More and more, Chris is going to be telling us where to go and how to do stuff
Chris will be working on restructuring of internal app code
UISpec stuff
Eliminating at least part of artificial distinction between procedures and authorities
Will help introduce hierarchy into objects, for example
Talk to Chris if you plan to do app work, because of these changes
Taking a contribution in
As an example for Place:
Chris:
I'm usually asked to integrate near the end of the sprint
That means that I'm busier at the end
Better opportunity to review early on
Would require payloads in XML and JSON
Changes to tests
Resources provided for running tests
Wiki page
On what we each need, in our layers, before reviewing a contribution
Things we want ready before we consider this
Yura:
Similar to Chris
UI is entry point for people to identify problems, new features
Even if issue isn't in the UI itself
That means that I'm busier at the end of the sprint
Better opportunity to review early on
Not much impact on code itself
Addition of some templates, message bundle, configuration file for that record
Presence of the 'fake' pseudo-app layer UISpecs and UISchemas in the 'test' directory
so can run UI app locally without any developer
Just requires grabbing it from the running app
Those are the same files that Chris needs, as well
UISpec, UISchema, dummy payloads (XML, JSON)
Code submission process with GitHub
GitHub will help with this
A true queue of pull requests
I submit a pull request, someone makes some changes, do I need to cancel and re-submit pull request?
Just merge into the branch
It's not like submitting a patch
More like a merge path between the branch the pull request was submitted from and the main branch in the repo
Can add in-line comments
If you're not happy as a reviewer, can close it and ask for rework and resubmission
We should let people know, especially outside of our immediate group, that it was received and some idea of when we might look at it
merging into a branch is work
We could treat it as a workflow, 'these six steps need to be checked off ...'
There is an ordering issue
The app can't accept anything that the services haven't committed
Functionality test in this contribution review?
My understanding, you start on the Talk list, wireframes, etc.
Different from actually using it.
Scripted test during QA
The stuff running on a server may have a lot of local extensions
In theory create another tenant
Start out by sticking into a sandbox tenancy, play with it a little on Nightly
What if the contributions aren't self contained?
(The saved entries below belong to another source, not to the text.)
//! Configuration extraction and validation.

use std::net::SocketAddr;
use std::time::Duration;

use dispatch::Transport;
use figment::providers::Serialized;
use figment::{Figment, Jail};
use gateway::{ConfigError, GatewayConfig, LogFormat};
use serde_json::json;

fn figment(values: serde_json::Value) -> Figment {
    Figment::new().merge(Serialized::defaults(values))
}

#[test]
fn defaults_fill_optional_keys() {
    let config = GatewayConfig::from_figment(figment(json!({
        "auth_url": "http://authentication-service",
        "mail_url": "http://mail-service",
        "log_rpc_addr": "logger-service:5001",
    })))
    .unwrap();

    assert_eq!(config.listen_addr, "0.0.0.0:8080".parse::<SocketAddr>().unwrap());
    assert_eq!(config.log_transport, Transport::Rpc);
    assert_eq!(config.queue_topic, "logs_topic");
    assert_eq!(config.log_format, LogFormat::Json);
    assert_eq!(config.downstream_timeout(), Duration::from_secs(5));
    assert_eq!(config.grpc_deadline(), Duration::from_secs(1));
    assert_eq!(config.queue_message_timeout(), Duration::from_secs(5));
    assert_eq!(config.log_endpoint().unwrap(), "logger-service:5001");
    assert!(config.otlp_endpoint.is_none());
}

#[test]
fn missing_required_url_is_a_load_error() {
    let result = GatewayConfig::from_figment(figment(json!({
        "mail_url": "http://mail-service",
        "log_rpc_addr": "logger-service:5001",
    })));
    assert!(matches!(result, Err(ConfigError::Load(_))));
}

#[test]
fn blank_url_is_rejected() {
    let result = GatewayConfig::from_figment(figment(json!({
        "auth_url": "  ",
        "mail_url": "http://mail-service",
        "log_rpc_addr": "logger-service:5001",
    })));
    assert!(matches!(result, Err(ConfigError::Empty { key: "auth_url" })));
}

#[test]
fn selected_transport_needs_its_endpoint() {
    let result = GatewayConfig::from_figment(figment(json!({
        "auth_url": "http://authentication-service",
        "mail_url": "http://mail-service",
        "log_transport": "grpc",
        "log_rpc_addr": "logger-service:5001",
    })));
    assert!(matches!(
        result,
        Err(ConfigError::MissingTransportSetting {
            transport: Transport::Grpc,
            key: "log_grpc_url",
        })
    ));
}

#[test]
fn queue_transport_reads_brokers_and_overrides() {
    let config = GatewayConfig::from_figment(figment(json!({
        "listen_addr": "127.0.0.1:9000",
        "auth_url": "http://authentication-service",
        "mail_url": "http://mail-service",
        "log_transport": "queue",
        "queue_brokers": "kafka:9092",
        "queue_topic": "audit",
        "queue_message_timeout_ms": 250,
        "log_format": "pretty",
    })))
    .unwrap();

    assert_eq!(config.log_transport, Transport::Queue);
    assert_eq!(config.log_endpoint().unwrap(), "kafka:9092");
    assert_eq!(config.queue_topic, "audit");
    assert_eq!(config.queue_message_timeout(), Duration::from_millis(250));
    assert_eq!(config.log_format, LogFormat::Pretty);
}

#[test]
fn unknown_transport_is_a_load_error() {
    let result = GatewayConfig::from_figment(figment(json!({
        "auth_url": "http://authentication-service",
        "mail_url": "http://mail-service",
        "log_transport": "carrier_pigeon",
    })));
    assert!(matches!(result, Err(ConfigError::Load(_))));
}

#[test]
fn load_reads_prefixed_environment() {
    Jail::expect_with(|jail| {
        jail.set_env("GATEWAY_AUTH_URL", "http://authentication-service");
        jail.set_env("GATEWAY_MAIL_URL", "http://mail-service");
        jail.set_env("GATEWAY_LOG_TRANSPORT", "queue");
        jail.set_env("GATEWAY_QUEUE_BROKERS", "kafka:9092");
        jail.set_env("GATEWAY_DOWNSTREAM_TIMEOUT_MS", "750");

        let config = GatewayConfig::load().map_err(|err| err.to_string())?;

        assert_eq!(config.log_transport, Transport::Queue);
        assert_eq!(config.log_endpoint().unwrap(), "kafka:9092");
        assert_eq!(config.downstream_timeout(), Duration::from_millis(750));
        assert_eq!(config.queue_topic, "logs_topic");
        Ok(())
    });
}

#[test]
fn load_fails_when_selected_transport_is_unconfigured() {
    Jail::expect_with(|jail| {
        jail.set_env("GATEWAY_AUTH_URL", "http://authentication-service");
        jail.set_env("GATEWAY_MAIL_URL", "http://mail-service");
        jail.set_env("GATEWAY_LOG_TRANSPORT", "queue");

        assert!(matches!(
            GatewayConfig::load(),
            Err(ConfigError::MissingTransportSetting {
                transport: Transport::Queue,
                key: "queue_brokers",
            })
        ));
        Ok(())
    });
}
If they need contributions from the core, like special searching?
Will need to be raised early - an up-front thing
With the first several contributions, we'll be playing it by ear
Many contributions may be relatively low-risk
If Nightly is effectively where the core dev is going on, may need a second slice for contributions
for internal team to throw up contributions and do first QA
Contributing team has its own server
Assuming they can open up a server for that
First functionality - look at it in core tenant, or a sandbox tenant
Chris would also like to see performance logs, to ensure no fanout
Jesse: generic VM image in which to test out
Chris at Walker: how far out is it that I can give you a directory
If the core is going to own it, it needs to be a pull request with the changed files
on one, two, or three repositories on the collectionspace project
the mini-build could include some convenience targets to merge these files
back into a tree
queue of submitted contributions should be public
so everyone can see it
broader community won't care about pull requests, and instead
look at wireframes, schemas, etc.
announce on Talk list, put up on a wiki - doesn't matter where it is,
can link to it from email, some page
Use git to manage contributions
branch on own repo
If testing an in-process contribution
Will be a contrib area for things we don't own
What does a community contribution area look like?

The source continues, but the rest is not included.